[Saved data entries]
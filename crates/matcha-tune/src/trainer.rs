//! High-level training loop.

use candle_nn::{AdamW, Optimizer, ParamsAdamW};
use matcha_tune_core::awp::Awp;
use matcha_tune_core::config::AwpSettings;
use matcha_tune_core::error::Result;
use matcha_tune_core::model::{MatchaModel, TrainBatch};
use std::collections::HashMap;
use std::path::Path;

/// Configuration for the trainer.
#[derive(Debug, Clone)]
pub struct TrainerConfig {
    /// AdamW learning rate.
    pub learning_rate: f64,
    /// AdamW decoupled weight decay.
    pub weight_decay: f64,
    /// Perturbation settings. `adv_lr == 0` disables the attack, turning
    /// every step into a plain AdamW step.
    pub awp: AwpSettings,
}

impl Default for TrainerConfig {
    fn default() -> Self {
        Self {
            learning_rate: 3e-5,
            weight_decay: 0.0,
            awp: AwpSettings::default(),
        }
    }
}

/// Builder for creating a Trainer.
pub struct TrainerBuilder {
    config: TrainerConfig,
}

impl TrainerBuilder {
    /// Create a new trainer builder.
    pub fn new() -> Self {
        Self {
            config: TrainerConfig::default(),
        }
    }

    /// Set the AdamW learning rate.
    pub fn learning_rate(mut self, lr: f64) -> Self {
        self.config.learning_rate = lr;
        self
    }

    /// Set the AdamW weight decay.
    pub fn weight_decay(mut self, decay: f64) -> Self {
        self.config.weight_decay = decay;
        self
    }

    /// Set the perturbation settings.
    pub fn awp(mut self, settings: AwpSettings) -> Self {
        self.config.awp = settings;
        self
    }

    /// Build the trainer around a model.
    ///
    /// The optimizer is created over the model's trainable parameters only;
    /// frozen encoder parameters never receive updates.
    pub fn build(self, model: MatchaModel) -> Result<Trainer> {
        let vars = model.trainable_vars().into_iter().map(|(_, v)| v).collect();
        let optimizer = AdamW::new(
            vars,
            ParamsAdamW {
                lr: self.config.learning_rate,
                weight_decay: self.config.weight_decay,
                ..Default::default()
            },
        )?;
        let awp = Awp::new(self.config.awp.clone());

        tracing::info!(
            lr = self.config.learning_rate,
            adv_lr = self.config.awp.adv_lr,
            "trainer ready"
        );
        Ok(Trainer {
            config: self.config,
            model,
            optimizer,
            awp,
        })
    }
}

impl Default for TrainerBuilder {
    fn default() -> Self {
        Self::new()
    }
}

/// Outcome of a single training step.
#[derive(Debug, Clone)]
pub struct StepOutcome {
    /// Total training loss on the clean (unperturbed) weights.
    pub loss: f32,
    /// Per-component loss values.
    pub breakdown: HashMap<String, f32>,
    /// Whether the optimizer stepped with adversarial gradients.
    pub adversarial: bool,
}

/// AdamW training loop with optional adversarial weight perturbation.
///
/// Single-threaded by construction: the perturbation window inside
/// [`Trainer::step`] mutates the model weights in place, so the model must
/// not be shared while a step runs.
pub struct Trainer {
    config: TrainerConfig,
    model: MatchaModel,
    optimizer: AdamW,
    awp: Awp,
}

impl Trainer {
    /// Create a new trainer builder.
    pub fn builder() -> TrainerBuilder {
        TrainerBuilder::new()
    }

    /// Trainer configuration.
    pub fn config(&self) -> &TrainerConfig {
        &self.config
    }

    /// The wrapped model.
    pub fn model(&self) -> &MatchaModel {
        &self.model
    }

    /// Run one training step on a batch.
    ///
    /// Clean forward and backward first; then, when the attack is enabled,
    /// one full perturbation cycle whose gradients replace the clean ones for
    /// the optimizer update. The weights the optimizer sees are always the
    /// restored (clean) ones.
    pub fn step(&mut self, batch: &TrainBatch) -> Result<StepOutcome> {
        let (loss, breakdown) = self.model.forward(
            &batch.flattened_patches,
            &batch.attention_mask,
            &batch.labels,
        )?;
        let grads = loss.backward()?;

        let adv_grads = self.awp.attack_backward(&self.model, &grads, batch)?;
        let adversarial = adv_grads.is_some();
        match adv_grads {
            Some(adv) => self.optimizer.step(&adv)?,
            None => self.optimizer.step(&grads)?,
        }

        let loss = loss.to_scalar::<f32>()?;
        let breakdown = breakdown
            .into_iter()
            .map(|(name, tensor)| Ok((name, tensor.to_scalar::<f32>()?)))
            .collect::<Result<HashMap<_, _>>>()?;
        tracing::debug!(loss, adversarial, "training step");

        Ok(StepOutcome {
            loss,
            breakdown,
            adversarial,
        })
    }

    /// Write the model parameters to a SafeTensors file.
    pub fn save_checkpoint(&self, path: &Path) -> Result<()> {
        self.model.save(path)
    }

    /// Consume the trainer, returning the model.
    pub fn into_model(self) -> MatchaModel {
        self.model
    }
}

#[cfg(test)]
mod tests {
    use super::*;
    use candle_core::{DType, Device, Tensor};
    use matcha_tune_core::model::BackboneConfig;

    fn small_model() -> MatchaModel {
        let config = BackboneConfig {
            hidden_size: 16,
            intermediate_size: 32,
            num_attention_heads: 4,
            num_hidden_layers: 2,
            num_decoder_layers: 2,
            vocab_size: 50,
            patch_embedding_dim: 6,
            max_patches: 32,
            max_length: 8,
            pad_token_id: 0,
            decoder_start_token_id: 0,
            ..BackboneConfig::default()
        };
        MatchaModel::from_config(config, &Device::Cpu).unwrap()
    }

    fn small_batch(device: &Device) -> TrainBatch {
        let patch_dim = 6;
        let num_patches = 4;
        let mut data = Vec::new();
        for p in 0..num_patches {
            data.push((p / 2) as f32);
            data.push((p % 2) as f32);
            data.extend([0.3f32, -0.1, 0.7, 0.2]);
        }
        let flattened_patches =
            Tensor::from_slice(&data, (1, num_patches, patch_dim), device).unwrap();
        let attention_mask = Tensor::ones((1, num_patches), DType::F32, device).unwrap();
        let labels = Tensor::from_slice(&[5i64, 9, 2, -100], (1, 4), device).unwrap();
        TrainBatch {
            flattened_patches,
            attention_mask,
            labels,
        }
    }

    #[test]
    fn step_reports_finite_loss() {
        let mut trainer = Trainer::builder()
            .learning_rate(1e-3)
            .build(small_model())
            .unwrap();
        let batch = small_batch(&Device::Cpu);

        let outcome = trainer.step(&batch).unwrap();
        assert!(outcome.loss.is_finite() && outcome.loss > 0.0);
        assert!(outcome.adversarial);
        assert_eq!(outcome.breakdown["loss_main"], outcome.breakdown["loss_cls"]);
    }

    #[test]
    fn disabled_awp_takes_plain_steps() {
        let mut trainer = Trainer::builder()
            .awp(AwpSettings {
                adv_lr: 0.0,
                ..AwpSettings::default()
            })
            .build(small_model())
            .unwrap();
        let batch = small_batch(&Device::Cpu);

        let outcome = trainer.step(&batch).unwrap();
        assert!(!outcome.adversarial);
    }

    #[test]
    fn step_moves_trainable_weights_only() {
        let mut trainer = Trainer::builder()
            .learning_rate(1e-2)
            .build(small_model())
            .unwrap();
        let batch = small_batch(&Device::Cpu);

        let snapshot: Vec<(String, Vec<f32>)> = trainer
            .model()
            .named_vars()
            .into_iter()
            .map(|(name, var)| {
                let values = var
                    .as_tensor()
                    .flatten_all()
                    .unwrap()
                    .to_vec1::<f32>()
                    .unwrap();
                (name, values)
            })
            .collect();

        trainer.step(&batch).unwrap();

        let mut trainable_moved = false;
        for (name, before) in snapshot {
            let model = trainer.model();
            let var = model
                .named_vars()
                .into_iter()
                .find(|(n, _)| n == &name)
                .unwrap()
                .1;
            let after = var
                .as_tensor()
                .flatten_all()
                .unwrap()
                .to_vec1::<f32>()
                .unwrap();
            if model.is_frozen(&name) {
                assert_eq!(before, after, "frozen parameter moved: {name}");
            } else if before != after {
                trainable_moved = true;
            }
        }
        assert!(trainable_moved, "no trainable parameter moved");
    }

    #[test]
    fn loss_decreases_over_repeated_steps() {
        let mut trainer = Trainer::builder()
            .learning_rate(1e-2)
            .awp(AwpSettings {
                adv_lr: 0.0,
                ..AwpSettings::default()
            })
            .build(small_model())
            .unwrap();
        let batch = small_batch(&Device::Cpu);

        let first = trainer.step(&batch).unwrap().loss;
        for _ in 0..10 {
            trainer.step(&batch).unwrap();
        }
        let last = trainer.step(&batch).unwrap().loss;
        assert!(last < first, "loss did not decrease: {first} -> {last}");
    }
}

[Task]: Every line above from the line with "for p in 0..num_patches" to the line with "num_patches, patch_dim), device).unwrap();", both included, must be reproduced exactly, and no other line may appear.

[Completed task]:
        for p in 0..num_patches {
            data.push((p / 2) as f32);
            data.push((p % 2) as f32);
            data.extend([0.3f32, -0.1, 0.7, 0.2]);
        }
        let flattened_patches =
            Tensor::from_slice(&data, (1, num_patches, patch_dim), device).unwrap();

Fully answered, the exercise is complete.